BANGOR – Pickering Square was transformed into a children’s amusement area during the weekend.
Tents circled the cobblestone courtyard, where children attending the National Folk Festival could play quiet games, make crafts, listen to stories and music, create paper and do much more.
“It’s been hopping out here,” said Andrea Starks, director of education and exhibits at the nearby Maine Discovery Museum.
The children’s museum, which extended its hours for the weekend, was responsible for organizing children’s activities for the festival. The Hudson Museum at the University of Maine helped out by providing traditional American Indian crafts and games for youngsters as well as their families.
“What we planned were intended to be traditional activities that children would have been playing 100 years ago in Maine,” Starks said.

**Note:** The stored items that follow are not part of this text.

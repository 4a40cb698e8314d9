//! Coordinator-level error types shared by the refresh flow, lock backends, and caches.

// self
use crate::_prelude::*;

/// Crate-wide result type alias returning [`Error`] by default.
pub type Result<T, E = Error> = std::result::Result<T, E>;

pub(crate) type BoxError = Box<dyn std::error::Error + Send + Sync>;

/// Canonical error exposed by public APIs.
///
/// Lock contention, stale locks, and cache I/O failures are recovered internally and never
/// surface here; only refresh failures, contention timeouts, and configuration problems do.
#[derive(Debug, ThisError)]
pub enum Error {
	/// Lock backend failure that could not be treated as plain contention.
	#[error(transparent)]
	Lock(#[from] crate::lock::LockError),
	/// Cache backend failure surfaced by an explicit maintenance call.
	#[error(transparent)]
	Cache(#[from] crate::store::CacheError),
	/// Local configuration problem.
	#[error(transparent)]
	Config(#[from] ConfigError),

	/// The caller-supplied refresh function failed; nothing was cached.
	#[error("Token refresh failed: {source}")]
	Refresh {
		/// Error returned by the refresh function.
		#[source]
		source: BoxError,
	},
	/// The refresh function returned a record without a usable access token.
	#[error("Refresh function returned a record without an access token.")]
	InvalidRefreshResult,
	/// Another holder kept the refresh lock longer than the configured wait budget.
	#[error("Gave up waiting for the refresh lock after {waited}.")]
	LockTimeout {
		/// Time spent contending before giving up.
		waited: Duration,
	},
}
impl Error {
	/// Wraps an error returned by a caller-supplied refresh function.
	pub fn refresh(src: impl 'static + Send + Sync + std::error::Error) -> Self {
		Self::Refresh { source: Box::new(src) }
	}

	/// Returns the refresh function's own error when this is [`Error::Refresh`].
	pub fn refresh_source(&self) -> Option<&(dyn std::error::Error + Send + Sync + 'static)> {
		match self {
			Self::Refresh { source } => Some(source.as_ref()),
			_ => None,
		}
	}
}

/// Configuration and validation failures.
#[derive(Clone, Debug, PartialEq, Eq, ThisError)]
pub enum ConfigError {
	/// The state directory environment variable is not set.
	#[error("Environment variable `{var}` is not set.")]
	MissingStateDir {
		/// Name of the variable that was consulted.
		var: &'static str,
	},
	/// A configured directory is empty.
	#[error("Configured path `{field}` is empty.")]
	EmptyPath {
		/// Field name.
		field: &'static str,
	},
	/// A configured duration must be strictly positive.
	#[error("Configured duration `{field}` must be positive.")]
	NonPositiveDuration {
		/// Field name.
		field: &'static str,
	},
}
//! Comments hub: comment lifecycle broadcasts. Receive-only.

use tracing::{debug, warn};

use wire::events::{CommentsEvent, targets};
use wire::types::Comment;

use crate::optimistic::IdeaSync;
use crate::registry::{HubConnection, HubRegistry, RegistryError};

pub struct CommentsHub {
    registry: HubRegistry,
}

impl CommentsHub {
    pub const PATH: &'static str = "hubs/comments";

    #[must_use]
    pub fn new(registry: HubRegistry) -> Self {
        Self { registry }
    }

    /// Connect (or join the existing connection) to the comments hub.
    ///
    /// # Errors
    ///
    /// Returns [`RegistryError::Connect`] when the handshake fails.
    pub async fn connect(&self) -> Result<HubConnection, RegistryError> {
        self.registry.connect(Self::PATH).await
    }

    pub async fn disconnect(&self) {
        self.registry.disconnect(Self::PATH).await;
    }

    #[must_use]
    pub fn is_connected(&self) -> bool {
        self.registry.is_connected(Self::PATH)
    }

    /// Route comment broadcasts into the optimistic store. Safe no-op
    /// before the hub is connected.
    pub fn attach_sync(&self, sync: &IdeaSync) {
        let Some(connection) = self.registry.get(Self::PATH) else {
            debug!("comments hub not connected; sync not attached");
            return;
        };
        for target in [
            targets::ON_COMMENT_ADDED,
            targets::ON_COMMENT_UPDATED,
            targets::ON_COMMENT_DELETED,
        ] {
            let sync = sync.clone();
            connection.on(target, move |envelope| {
                match CommentsEvent::parse(&envelope.target, &envelope.data) {
                    Some(Ok(CommentsEvent::CommentAdded(comment))) => {
                        sync.apply_comment_added(&comment);
                    }
                    Some(Ok(CommentsEvent::CommentUpdated(comment))) => {
                        sync.apply_comment_updated(&comment);
                    }
                    Some(Ok(CommentsEvent::CommentDeleted { comment_id })) => {
                        sync.apply_comment_deleted(&comment_id);
                    }
                    Some(Err(e)) => warn!(error = %e, "dropping malformed comments event"),
                    None => {}
                }
            });
        }
    }

    /// Typed subscription to comment-added broadcasts. Safe no-op before
    /// connect.
    pub fn on_comment_added(&self, handler: impl Fn(Comment) + Send + Sync + 'static) {
        let Some(connection) = self.registry.get(Self::PATH) else {
            debug!("comments hub not connected; subscription dropped");
            return;
        };
        connection.on(targets::ON_COMMENT_ADDED, move |envelope| {
            match CommentsEvent::parse(&envelope.target, &envelope.data) {
                Some(Ok(CommentsEvent::CommentAdded(comment))) => handler(comment),
                Some(Err(e)) => warn!(error = %e, "dropping malformed comment-added event"),
                _ => {}
            }
        });
    }

    pub fn off_comment_added(&self) {
        if let Some(connection) = self.registry.get(Self::PATH) {
            connection.off(targets::ON_COMMENT_ADDED);
        }
    }
}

As parents and grandparents helped children make corn-husk and yarn dolls or play the hoop-rolling game or jump rope, they began to recall stories from their own childhoods, Starks said.

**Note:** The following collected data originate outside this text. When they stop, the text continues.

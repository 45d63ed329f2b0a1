//! Optimistic mutation tracking over the idea store.
//!
//! DESIGN
//! ======
//! Local mutations apply immediately and are confirmed (or rolled back)
//! when the REST call resolves. While a mutation is in flight its idea is
//! marked pending, and hub broadcasts touching that idea are dropped, not
//! queued: a stale or out-of-order push must never clobber the user's own
//! unconfirmed action, and the REST resolution alone settles the value.
//! Broadcasts arriving after resolution merge normally.
//!
//! Creates are the one exception. Locally created entities carry a
//! provisional `pending-<ts>` id, and the backend's own broadcast for the
//! create can arrive before the REST response; it is matched to the
//! provisional entry heuristically (same author, same title or body) and
//! replaces it in place, so exactly one of the provisional and confirmed
//! rows ever survives. [`Resolution`] tells the caller which side won.
//!
//! The state mutex is never held across an await: each operation stages
//! under the lock, performs the REST call unlocked, then re-locks to
//! resolve.

use std::collections::HashMap;
use std::sync::{Arc, Mutex, MutexGuard, PoisonError};

use tracing::debug;

use wire::now_ms;
use wire::types::{Comment, Idea, IdeaDraft, IdeaPatch, VoteKind, VoteState, VoteUpdate};

use crate::rest::{IdeaApi, RestError};

/// Error type for local mutations.
#[derive(Debug, thiserror::Error)]
pub enum MutationError {
    /// Another mutation for the same entity is still in flight.
    #[error("a mutation for idea '{idea_id}' is already pending")]
    AlreadyPending { idea_id: String },
    /// The target idea is not in the local store.
    #[error("unknown idea '{idea_id}'")]
    UnknownIdea { idea_id: String },
    /// The REST call failed; the optimistic change was rolled back.
    #[error(transparent)]
    Rest(#[from] RestError),
}

/// How a confirmed creation resolved.
#[derive(Clone, Debug, PartialEq)]
pub enum Resolution<T> {
    /// The REST response was applied.
    Confirmed(T),
    /// The server's own broadcast for this creation arrived first and
    /// already adopted the provisional row; the REST response was
    /// discarded.
    SupersededByBroadcast(T),
}

impl<T> Resolution<T> {
    pub fn into_inner(self) -> T {
        match self {
            Self::Confirmed(value) | Self::SupersededByBroadcast(value) => value,
        }
    }
}

/// What the store did with an inbound broadcast.
#[derive(Clone, Copy, Debug, Eq, PartialEq)]
pub enum Applied {
    /// Merged into local state.
    Merged,
    /// Dropped because a pending mutation owns the key.
    Suppressed,
    /// Irrelevant here (unknown entity, or already present).
    Ignored,
}

struct PendingVote {
    rollback_up: i64,
    rollback_down: i64,
    rollback_my: Option<VoteKind>,
}

struct PendingCreate {
    superseded: Option<Idea>,
}

struct PendingComment {
    idea_id: String,
    content: String,
    superseded: Option<Comment>,
}

struct PendingEdit {
    rollback: Idea,
}

struct PendingDelete {
    rollback: Idea,
    index: usize,
}

#[derive(Default)]
struct SyncState {
    ideas: Vec<Idea>,
    comments: HashMap<String, Vec<Comment>>,
    my_votes: HashMap<String, VoteKind>,
    pending_votes: HashMap<String, PendingVote>,
    // keyed by provisional id
    pending_creates: HashMap<String, PendingCreate>,
    pending_comments: HashMap<String, PendingComment>,
    pending_edits: HashMap<String, PendingEdit>,
    pending_deletes: HashMap<String, PendingDelete>,
}

impl SyncState {
    fn idea_mut(&mut self, idea_id: &str) -> Option<&mut Idea> {
        self.ideas.iter_mut().find(|i| i.id == idea_id)
    }

    fn idea_index(&self, idea_id: &str) -> Option<usize> {
        self.ideas.iter().position(|i| i.id == idea_id)
    }

    fn edit_locked(&self, idea_id: &str) -> bool {
        self.pending_edits.contains_key(idea_id) || self.pending_deletes.contains_key(idea_id)
    }
}

struct SyncInner {
    api: Arc<dyn IdeaApi>,
    user_id: String,
    user_name: String,
    state: Mutex<SyncState>,
    changed: Mutex<Option<Arc<dyn Fn() + Send + Sync>>>,
}

/// The synchronized idea store. Clones share state.
#[derive(Clone)]
pub struct IdeaSync {
    inner: Arc<SyncInner>,
}
//! Notifications hub: per-user notification feed.
//!
//! Like chat, notifications fan out through an owned [`EventDispatcher`]
//! so the badge counter, toast layer, and feed view subscribe
//! independently.

use serde_json::{Value, json};
use tracing::{error, warn};

use wire::events::targets;

use crate::dispatch::EventDispatcher;
use crate::registry::{HubConnection, HubRegistry, LifecycleEvent, RegistryError};

/// Dispatcher event names for notification consumers.
pub mod events {
    pub const NOTIFICATION_RECEIVED: &str = "notificationReceived";
    pub const IDEA_VOTED: &str = "ideaVoted";
    pub const IDEA_COMMENTED: &str = "ideaCommented";
    pub const IDEA_UPDATED: &str = "ideaUpdated";
    pub const CONNECTING: &str = "connecting";
    pub const RECONNECTED: &str = "reconnected";
    pub const DISCONNECTED: &str = "disconnected";
}

pub struct NotificationsHub {
    registry: HubRegistry,
    dispatcher: EventDispatcher,
}

impl NotificationsHub {
    pub const PATH: &'static str = "hubs/notifications";

    #[must_use]
    pub fn new(registry: HubRegistry) -> Self {
        Self { registry, dispatcher: EventDispatcher::new() }
    }

    /// Dispatcher local consumers subscribe on.
    #[must_use]
    pub fn dispatcher(&self) -> &EventDispatcher {
        &self.dispatcher
    }

    /// Connect and wire inbound events into the dispatcher.
    ///
    /// # Errors
    ///
    /// Returns [`RegistryError::Connect`] when the handshake fails.
    pub async fn connect(&self) -> Result<HubConnection, RegistryError> {
        let connection = self.registry.connect(Self::PATH).await?;

        for (target, local) in [
            (targets::RECEIVE_NOTIFICATION, events::NOTIFICATION_RECEIVED),
            (targets::ON_IDEA_VOTED, events::IDEA_VOTED),
            (targets::ON_IDEA_COMMENTED, events::IDEA_COMMENTED),
            (targets::ON_IDEA_UPDATED, events::IDEA_UPDATED),
        ] {
            let dispatcher = self.dispatcher.clone();
            connection.on(target, move |envelope| {
                dispatcher.emit(local, &envelope.data);
            });
        }

        let dispatcher = self.dispatcher.clone();
        connection.on_lifecycle(move |event| {
            let local = match event {
                LifecycleEvent::Reconnecting => events::CONNECTING,
                LifecycleEvent::Reconnected => events::RECONNECTED,
                LifecycleEvent::Closed => events::DISCONNECTED,
                LifecycleEvent::Connected => return,
            };
            dispatcher.emit(local, &Value::Null);
        });

        Ok(connection)
    }

    pub async fn disconnect(&self) {
        self.registry.disconnect(Self::PATH).await;
    }

    #[must_use]
    pub fn is_connected(&self) -> bool {
        self.registry.is_connected(Self::PATH)
    }

    /// Mark one notification read.
    ///
    /// # Errors
    ///
    /// [`RegistryError::NotConnected`] before `connect`, or the transport
    /// failure after logging.
    pub async fn mark_as_read(&self, notification_id: &str) -> Result<(), RegistryError> {
        self.request("MarkAsRead", json!({ "id": notification_id })).await
    }

    /// Mark every notification read.
    ///
    /// # Errors
    ///
    /// See [`NotificationsHub::mark_as_read`].
    pub async fn mark_all_as_read(&self) -> Result<(), RegistryError> {
        self.request("MarkAllAsRead", json!({})).await
    }

    async fn request(&self, target: &str, data: Value) -> Result<(), RegistryError> {
        let Some(connection) = self.registry.get(Self::PATH) else {
            warn!(target, "notifications call on unconnected hub");
            return Err(RegistryError::NotConnected { hub: Self::PATH.to_owned() });
        };
        connection.invoke(target, data).await.inspect_err(|e| {
            error!(error = %e, target, "notifications call failed");
        })
    }
}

“It’s been very intuitive and intergenerational,” she said.
Emma Parsons, 8, and her sister, Beth, 4, of Hampden helped each other walk with tin-cup stilts Sunday afternoon as their mother, Mary Parsons, watched. “It’s fantastic to have a nice quiet area for the kids – away from the crowd,” Parsons said.

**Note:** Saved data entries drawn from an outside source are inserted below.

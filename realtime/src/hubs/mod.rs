//! Per-domain hub clients.
//!
//! Each hub is a thin façade over one registry entry with a fixed path.
//! Typed subscriptions decode envelopes into the wire-crate event enums;
//! payloads that fail typed parsing are logged and dropped so one
//! malformed broadcast never tears down the connection.
//!
//! Outbound calls come in two flavors. Activity pings are best-effort:
//! failures are logged and swallowed. Everything else is request-style:
//! an unconnected hub fails synchronously with
//! [`RegistryError::NotConnected`](crate::registry::RegistryError) and
//! transport failures are rethrown after logging.

pub mod activity;
pub mod chat;
pub mod comments;
pub mod ideas;
pub mod notifications;
pub mod votes;

pub use activity::ActivityHub;
pub use chat::ChatHub;
pub use comments::CommentsHub;
pub use ideas::IdeasHub;
pub use notifications::NotificationsHub;
pub use votes::VotesHub;
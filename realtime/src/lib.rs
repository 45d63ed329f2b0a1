//! Realtime synchronization client for the idea-sharing platform.
//!
//! SYSTEM CONTEXT
//! ==============
//! The platform pushes entity changes over a set of independent websocket
//! channels ("hubs": activity, chat, comments, ideas, notifications, votes)
//! while plain REST endpoints accept mutations. This crate keeps a client's
//! visible state consistent with both, and with the user's own in-flight
//! optimistic mutations:
//!
//! - [`registry`] owns at most one live connection per hub name, with
//!   transport-driven auto-reconnect and token-refreshing handshakes.
//! - [`hubs`] are the typed per-domain façades over registry entries.
//! - [`dispatch`] fans one channel's events out to many local consumers.
//! - [`optimistic`] arbitrates between locally-applied provisional values
//!   and concurrently arriving broadcasts for the same entity key.
//! - [`presence`] tracks self-expiring typing/viewing state without
//!   leaking timers.
//! - [`rest`] is the REST collaborator the mutation tracker confirms
//!   against.

pub mod dispatch;
pub mod hubs;
pub mod optimistic;
pub mod presence;
pub mod registry;
pub mod rest;
pub mod transport;
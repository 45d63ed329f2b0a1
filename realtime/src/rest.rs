//! REST companion to the realtime layer.
//!
//! The backend's mutation and query endpoints are plain HTTP; realtime
//! hubs only carry broadcasts. [`IdeaApi`] is the trait seam the
//! optimistic tracker talks to, so tests substitute an in-memory fake
//! while production uses [`RestClient`] over reqwest.

use std::sync::{Arc, Mutex, PoisonError};

use async_trait::async_trait;
use serde::Deserialize;
use serde_json::json;

use wire::types::{Comment, Idea, IdeaDraft, IdeaPatch, VoteKind, VoteState};

use crate::transport::TokenProvider;

/// Error type for REST operations.
#[derive(Debug, thiserror::Error)]
pub enum RestError {
    /// Transport-level or deserialization failure from reqwest.
    #[error("http request failed: {0}")]
    Http(#[from] reqwest::Error),
    /// The caller has not logged in yet.
    #[error("no session token; login first")]
    NoSession,
}

/// Authenticated session returned by login.
#[derive(Clone, Debug, Deserialize)]
#[serde(rename_all = "camelCase")]
pub struct Session {
    pub token: String,
    pub user_id: String,
    #[serde(default)]
    pub user_name: String,
}

/// Backend mutation and query surface used by the sync layer.
#[async_trait]
pub trait IdeaApi: Send + Sync {
    async fn list_ideas(&self) -> Result<Vec<Idea>, RestError>;
    async fn create_idea(&self, draft: &IdeaDraft) -> Result<Idea, RestError>;
    async fn update_idea(&self, idea_id: &str, patch: &IdeaPatch) -> Result<Idea, RestError>;
    async fn delete_idea(&self, idea_id: &str) -> Result<(), RestError>;
    async fn list_comments(&self, idea_id: &str) -> Result<Vec<Comment>, RestError>;
    async fn create_comment(&self, idea_id: &str, content: &str) -> Result<Comment, RestError>;
    async fn submit_vote(&self, idea_id: &str, kind: VoteKind) -> Result<VoteState, RestError>;
    async fn vote_state(&self, idea_id: &str) -> Result<VoteState, RestError>;
}

/// reqwest-backed [`IdeaApi`] implementation.
pub struct RestClient {
    base_url: String,
    http: reqwest::Client,
    token: Arc<Mutex<Option<String>>>,
}

impl RestClient {
    #[must_use]
    pub fn new(base_url: &str) -> Self {
        Self {
            base_url: base_url.trim_end_matches('/').to_owned(),
            http: reqwest::Client::new(),
            token: Arc::new(Mutex::new(None)),
        }
    }

    #[must_use]
    pub fn url(&self, path: &str) -> String {
        format!("{}/{}", self.base_url, path.trim_start_matches('/'))
    }

    /// Snapshot of the current session token, shared with the websocket
    /// layer so reconnect handshakes pick up a refreshed token.
    #[must_use]
    pub fn token_provider(&self) -> TokenProvider {
        let token = Arc::clone(&self.token);
        Arc::new(move || token.lock().unwrap_or_else(PoisonError::into_inner).clone())
    }

    /// Authenticate and store the session token for later calls.
    ///
    /// # Errors
    ///
    /// Returns [`RestError::Http`] when the request fails or the backend
    /// rejects the credentials.
    pub async fn login(&self, email: &str, password: &str) -> Result<Session, RestError> {
        let session: Session = self
            .http
            .post(self.url("auth/login"))
            .json(&json!({ "email": email, "password": password }))
            .send()
            .await?
            .error_for_status()?
            .json()
            .await?;
        *self.token.lock().unwrap_or_else(PoisonError::into_inner) = Some(session.token.clone());
        Ok(session)
    }

    /// Adopt an existing token without a login round trip.
    pub fn set_token(&self, token: &str) {
        *self.token.lock().unwrap_or_else(PoisonError::into_inner) = Some(token.to_owned());
    }

    fn bearer(&self) -> Result<String, RestError> {
        self.token
            .lock()
            .unwrap_or_else(PoisonError::into_inner)
            .clone()
            .ok_or(RestError::NoSession)
    }

    async fn get_json<T: serde::de::DeserializeOwned>(&self, path: &str) -> Result<T, RestError> {
        Ok(self
            .http
            .get(self.url(path))
            .bearer_auth(self.bearer()?)
            .send()
            .await?
            .error_for_status()?
            .json()
            .await?)
    }

    async fn post_json<T: serde::de::DeserializeOwned>(
        &self,
        path: &str,
        body: &serde_json::Value,
    ) -> Result<T, RestError> {
        Ok(self
            .http
            .post(self.url(path))
            .bearer_auth(self.bearer()?)
            .json(body)
            .send()
            .await?
            .error_for_status()?
            .json()
            .await?)
    }
}

#[async_trait]
impl IdeaApi for RestClient {
    async fn list_ideas(&self) -> Result<Vec<Idea>, RestError> {
        self.get_json("ideas").await
    }

    async fn create_idea(&self, draft: &IdeaDraft) -> Result<Idea, RestError> {
        self.post_json("ideas", &serde_json::to_value(draft).unwrap_or_default()).await
    }

    async fn update_idea(&self, idea_id: &str, patch: &IdeaPatch) -> Result<Idea, RestError> {
        Ok(self
            .http
            .put(self.url(&format!("ideas/{idea_id}")))
            .bearer_auth(self.bearer()?)
            .json(patch)
            .send()
            .await?
            .error_for_status()?
            .json()
            .await?)
    }

    async fn delete_idea(&self, idea_id: &str) -> Result<(), RestError> {
        self.http
            .delete(self.url(&format!("ideas/{idea_id}")))
            .bearer_auth(self.bearer()?)
            .send()
            .await?
            .error_for_status()?;
        Ok(())
    }

    async fn list_comments(&self, idea_id: &str) -> Result<Vec<Comment>, RestError> {
        self.get_json(&format!("ideas/{idea_id}/comments")).await
    }

    async fn create_comment(&self, idea_id: &str, content: &str) -> Result<Comment, RestError> {
        self.post_json(
            &format!("ideas/{idea_id}/comments"),
            &json!({ "content": content }),
        )
        .await
    }

    async fn submit_vote(&self, idea_id: &str, kind: VoteKind) -> Result<VoteState, RestError> {
        self.post_json("votes", &json!({ "ideaId": idea_id, "kind": kind })).await
    }

    async fn vote_state(&self, idea_id: &str) -> Result<VoteState, RestError> {
        self.get_json(&format!("votes/{idea_id}")).await
    }
}

#[cfg(test)]
#[path = "rest_test.rs"]
mod tests;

For Rebecca Pelletier, 8, of Brewer, the best part of the festival was Tony Sohns’ “Bug Zoo.” The youngster, who has volunteered to help Sohns in the past, was in her element as she told visitors about the giant millipede she was handling.
“It’s sorta scaly and slick,” she said. “Kinda like a snake.”
And the adult volunteers had fun too as they helped children with various activities and offered encouraging words.
“It’s so nice to see all the families,” volunteer Shirley Sibley said. “It’s really a family thing.”